** Given records follows **

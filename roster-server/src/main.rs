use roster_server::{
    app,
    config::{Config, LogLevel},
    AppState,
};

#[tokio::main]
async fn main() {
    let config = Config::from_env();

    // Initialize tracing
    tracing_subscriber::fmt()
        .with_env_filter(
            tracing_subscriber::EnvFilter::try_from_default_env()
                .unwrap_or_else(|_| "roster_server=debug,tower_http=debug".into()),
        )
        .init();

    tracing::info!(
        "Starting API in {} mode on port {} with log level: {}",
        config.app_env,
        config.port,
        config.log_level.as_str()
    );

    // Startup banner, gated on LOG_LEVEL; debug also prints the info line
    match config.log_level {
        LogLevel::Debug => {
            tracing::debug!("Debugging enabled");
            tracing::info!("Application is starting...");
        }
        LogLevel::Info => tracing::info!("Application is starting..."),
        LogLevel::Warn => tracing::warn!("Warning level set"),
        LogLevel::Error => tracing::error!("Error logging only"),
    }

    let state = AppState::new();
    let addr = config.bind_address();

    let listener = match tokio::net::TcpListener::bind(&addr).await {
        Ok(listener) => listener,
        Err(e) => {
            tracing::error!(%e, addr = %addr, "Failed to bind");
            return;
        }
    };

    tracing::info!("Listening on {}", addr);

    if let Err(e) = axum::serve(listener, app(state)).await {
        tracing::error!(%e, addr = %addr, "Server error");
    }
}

** End of Given records **

What you have to do. Whenever a line holds "tokio", it counts; state the total for the records and add nothing.

Finished task. 2